Through the years I’ve had the infrequent occasion to hear Art Pepper’s records. Often, it’s because of someone else I wanted to hear who is featured on the record. I admit that I’ve never been sufficiently moved enough to buy or keep an Art Pepper record, despite the fact that there is no denying his technical facility or the gorgeous sound he made with his horn.
I even remember reading a book last year by one of my favorite authors, Michael Connelly, where his jazz-loving crime-fighter Harry Bosch is relaxing (and understanding a crime) to an Art Pepper CD and I thought to myself that I have really neglected the Art Pepper aspect of my own jazz education and enjoyment.
But, like all the truly great players, there is a plethora of Art Pepper’s music to consider. Where does one begin? Despite drug problems and intermittent prison stays, which kept him pretty much off the scene between 1965 and 1975, the alto saxophonist was recorded in many legitimate settings after 1975 until his 1982 death.
There were also many, many legitimate and illegitimate recordings made of Art Pepper’s live performances. Many more of these have come to light and been issued since the alto saxophonist’s death nearly three decades ago.
“Pepper’s remains one of the most immediately identifiable alto sax styles in post-war jazz,” writes Richard Cook and Brian Morton, the uber-talented wordsmiths behind The Penguin Guide to Jazz Recordings. “If he was a Parker disciple, like every other modern saxophonist in the ‘40s and ‘50s, he tempered Bird’s slashing attack with a pointed elegance that recalled something of Benny Carter and Willie Smith. He was a passionate musician, having little of the studious intensity of Lee Konitz, and his tone – which could come out as pinched and jittery as well as softly melodious – suggested something of the duplicitous, cursed romanticism which seems to lie at the heart of his music.”
How apt. And true.
Art Pepper’s devoted widow, Laurie, has been doing an extraordinarily loving job of showcasing some of these performances on her own Widow’s Taste label. The latest is this terrific two-disc set, recorded in Stuttgart, Germany on May 25, 1981.
Comprised of several fan recordings - which have been re-mastered to stunningly pristine effect - the performance finds Art Pepper captured remarkably well with pianist Milcho Leviev (the veteran of Don Ellis, Airto and Billy Cobham who, like the bassist here, had played on and off with Pepper since 1978), bassist Bob Magnusson (Buddy Rich, Sarah Vaughan, John Klemmer) and drummer Carl Burnett (The Three Sounds, Freddie Hubbard, Kenny Burrell).
This is the same group that was first assembled on a 1978 Japan-only recording (Art Pepper Memorial Collection: My Laurie) and was also captured on the third “unreleased” set issued by Mrs.
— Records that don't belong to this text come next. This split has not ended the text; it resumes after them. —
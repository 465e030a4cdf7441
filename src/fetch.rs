//! Adaptive fetch loop.
//!
//! Every logical request walks a small state machine:
//!
//! - transient failures (5xx, network) are retried with exponential backoff up
//!   to `retry_max` times;
//! - `Parameter X not available` removes `X` from the active set and restarts
//!   the retry counter;
//! - a request-level rejection strips all unit suffixes once, if that changes
//!   the set, and restarts;
//! - anything else fails.
//!
//! Each restart either removes a parameter or consumes the one-time suffix
//! strip, so a request with `N` parameters restarts at most `N + 1` times.

use serde::Serialize;
use serde_json::{Value, json};
use std::thread;

use crate::catalog::strip_unit_suffix;
use crate::classify::{Rejection, classify_rejection};
use crate::config::{Credentials, FetchConfig};
use crate::error::{AdapterError, Result, provider_error_text};
use crate::transport::{RawResponse, Transport};
use crate::util::{backoff, excerpt, retriable_status};

/// Request-scoped parameter bookkeeping.
#[derive(Debug, Clone, PartialEq, Eq)]
pub(crate) struct FallbackState {
    pending: Vec<String>,
    dropped: Vec<String>,
    suffixes_stripped: bool,
}

impl FallbackState {
    pub(crate) fn new(codes: Vec<String>) -> Self {
        Self {
            pending: codes,
            dropped: Vec::new(),
            suffixes_stripped: false,
        }
    }

    /// Removes `code` (or the pending code it names without its unit).
    /// Returns `false` when nothing matched.
    pub(crate) fn drop_parameter(&mut self, code: &str) -> bool {
        let idx = self
            .pending
            .iter()
            .position(|p| p == code)
            .or_else(|| {
                let bare = strip_unit_suffix(code);
                self.pending.iter().position(|p| strip_unit_suffix(p) == bare)
            });
        match idx {
            Some(i) => {
                let removed = self.pending.remove(i);
                self.dropped.push(removed);
                true
            }
            None => false,
        }
    }

    /// Strips unit suffixes from every pending code, once. Returns `false` if
    /// already done or if nothing would change.
    ///
    /// Codes that collapse onto an earlier one (`t_2m:C`, `t_2m:F`) keep the
    /// first; the others are recorded as dropped.
    pub(crate) fn strip_suffixes(&mut self) -> bool {
        if self.suffixes_stripped {
            return false;
        }
        let mut stripped: Vec<String> = Vec::with_capacity(self.pending.len());
        let mut merged: Vec<String> = Vec::new();
        for p in &self.pending {
            let s = strip_unit_suffix(p).to_string();
            if stripped.contains(&s) {
                merged.push(p.clone());
            } else {
                stripped.push(s);
            }
        }
        if stripped == self.pending {
            return false;
        }
        self.pending = stripped;
        self.dropped.extend(merged);
        self.suffixes_stripped = true;
        true
    }

    pub(crate) fn pending(&self) -> &[String] {
        &self.pending
    }

    pub(crate) fn dropped(&self) -> &[String] {
        &self.dropped
    }
}

/// Where and how a successful payload was obtained.
#[derive(Debug, Clone, PartialEq, Serialize)]
pub struct FetchMeta {
    pub request_url: String,
    /// Codes actually sent in the successful request.
    pub parameters: Vec<String>,
    #[serde(rename = "droppedParameters")]
    pub dropped_parameters: Vec<String>,
    /// HTTP calls made, across all retries and fallbacks.
    pub attempts: usize,
}

#[derive(Debug, Clone, PartialEq)]
pub struct FetchOutcome {
    pub body: Value,
    pub meta: FetchMeta,
}

#[derive(Debug, Clone)]
pub struct FetchClient<T> {
    transport: T,
    credentials: Option<Credentials>,
    config: FetchConfig,
}

impl<T: Transport> FetchClient<T> {
    pub fn new(transport: T, credentials: Option<Credentials>, config: FetchConfig) -> Self {
        Self {
            transport,
            credentials,
            config,
        }
    }

    pub fn config(&self) -> &FetchConfig {
        &self.config
    }

    pub(crate) fn config_mut(&mut self) -> &mut FetchConfig {
        &mut self.config
    }

    pub(crate) fn credentials(&self) -> Option<&Credentials> {
        self.credentials.as_ref()
    }

    /// Runs the adaptive loop for `codes`, building each URL with `build_url`.
    pub fn fetch<F>(&self, codes: Vec<String>, build_url: F) -> Result<FetchOutcome>
    where
        F: Fn(&[String]) -> Result<String>,
    {
        if codes.is_empty() {
            return Err(AdapterError::MissingArgument("parameters"));
        }
        let mut state = FallbackState::new(codes);
        let mut calls = 0usize;

        'request: loop {
            let url = build_url(state.pending())?;
            let mut attempt = 0usize;

            loop {
                calls += 1;
                log::debug!("GET {} (attempt {})", url, attempt + 1);

                let resp = match self.transport.get(&url, self.credentials.as_ref()) {
                    Ok(resp) => resp,
                    Err(e) => {
                        if attempt < self.config.retry_max {
                            self.pause(attempt, &format!("network error: {}", e));
                            attempt += 1;
                            continue;
                        }
                        return Err(AdapterError::TransientUpstream {
                            url,
                            attempts: attempt + 1,
                            status: None,
                            reason: e.to_string(),
                        });
                    }
                };

                if resp.is_success() {
                    return Ok(FetchOutcome {
                        body: parse_body(&resp.body),
                        meta: FetchMeta {
                            request_url: url,
                            parameters: state.pending().to_vec(),
                            dropped_parameters: state.dropped().to_vec(),
                            attempts: calls,
                        },
                    });
                }

                if retriable_status(resp.status) {
                    if attempt < self.config.retry_max {
                        self.pause(attempt, &format!("HTTP {}", resp.status));
                        attempt += 1;
                        continue;
                    }
                    return Err(AdapterError::TransientUpstream {
                        url,
                        attempts: attempt + 1,
                        status: Some(resp.status),
                        reason: format!("HTTP {} {}", resp.status, resp.status_text),
                    });
                }

                let text = provider_error_text(&resp.body);
                match classify_rejection(&format!("{}\n{}", resp.status_text, text)) {
                    Some(Rejection::ParameterUnavailable(code)) => {
                        if state.drop_parameter(&code) {
                            log::warn!(
                                "provider reports `{}` unavailable; retrying without it ({} left)",
                                code,
                                state.pending().len()
                            );
                            if state.pending().is_empty() {
                                return Err(AdapterError::AllParametersUnavailable {
                                    dropped: state.dropped().to_vec(),
                                });
                            }
                            continue 'request;
                        }
                        return Err(AdapterError::ParameterRejected {
                            parameters: state.pending().to_vec(),
                            dropped: state.dropped().to_vec(),
                            message: text,
                        });
                    }
                    Some(Rejection::MalformedRequest) => {
                        let before = state.pending().to_vec();
                        if state.strip_suffixes() {
                            log::warn!(
                                "provider rejected {:?} ({}); retrying with unit suffixes stripped: {:?}",
                                before,
                                excerpt(&text, 120),
                                state.pending()
                            );
                            continue 'request;
                        }
                        return Err(self.upstream_error(url, resp, &state));
                    }
                    None => return Err(self.upstream_error(url, resp, &state)),
                }
            }
        }
    }

    fn pause(&self, attempt: usize, reason: &str) {
        let delay = backoff(self.config.base_delay, attempt, self.config.max_delay);
        log::warn!(
            "transient failure ({}); retry {}/{} in {:?}",
            reason,
            attempt + 1,
            self.config.retry_max,
            delay
        );
        if !delay.is_zero() {
            thread::sleep(delay);
        }
    }

    fn upstream_error(&self, url: String, resp: RawResponse, state: &FallbackState) -> AdapterError {
        log::debug!(
            "request failed with HTTP {}: {}",
            resp.status,
            excerpt(&resp.body, 200)
        );
        AdapterError::Upstream {
            url,
            status: resp.status,
            status_text: resp.status_text,
            body: resp.body,
            dropped: state.dropped().to_vec(),
        }
    }
}

/// Parses a success body; non-JSON text is wrapped as `{"raw": text}`.
pub(crate) fn parse_body(body: &str) -> Value {
    match serde_json::from_str::<Value>(body) {
        Ok(v) => v,
        Err(e) => {
            log::debug!("response body is not JSON ({}); wrapping raw text", e);
            json!({ "raw": body })
        }
    }
}

#[cfg(test)]
mod tests {
    use super::*;

    fn codes(v: &[&str]) -> Vec<String> {
        v.iter().map(|s| s.to_string()).collect()
    }

    #[test]
    fn drop_matches_with_or_without_suffix() {
        let mut s = FallbackState::new(codes(&["t_2m:C", "precip_1h:mm"]));
        assert!(s.drop_parameter("precip_1h"));
        assert_eq!(s.pending(), ["t_2m:C"]);
        assert_eq!(s.dropped(), ["precip_1h:mm"]);
        assert!(!s.drop_parameter("nope"));
    }

    #[test]
    fn strip_happens_once_and_only_if_it_changes_something() {
        let mut plain = FallbackState::new(codes(&["a", "b"]));
        assert!(!plain.strip_suffixes());

        let mut s = FallbackState::new(codes(&["t_2m:C", "t_2m:F", "wind_speed_10m:ms"]));
        assert!(s.strip_suffixes());
        assert_eq!(s.pending(), ["t_2m", "wind_speed_10m"]);
        assert_eq!(s.dropped(), ["t_2m:F"]);
        assert!(!s.strip_suffixes());
    }

    #[test]
    fn non_json_success_body_is_wrapped() {
        assert_eq!(parse_body("validdate;t_2m:C\n"), json!({ "raw": "validdate;t_2m:C\n" }));
        assert_eq!(parse_body(r#"{"a":1}"#), json!({ "a": 1 }));
    }
}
Pepper’s Widow’s Taste label that was caught live a few weeks earlier in Croydon, England.
The tracks here are all long, resourceful and repeatedly listenable. The program is refreshingly not overawed by the typical bebop warhorses, surely a testament to Pepper’s fundamental creativity, and the abundant Pepper originals are invigoratingly interesting enough to grab and maintain attention.
Pepper’s originals are surely the most interesting performances of the program. First up is the post-bop set-opener of “True Blues” (like “Landscape” and “Over the Rainbow” first heard on the 1979 album Landscape), played with an integrity that suggests Pepper means each and every one of the notes. The moody modal jazz of “Landscape” is the two-disc set’s first notable performance, eliciting tasty solos from all concerned, particularly Leviev.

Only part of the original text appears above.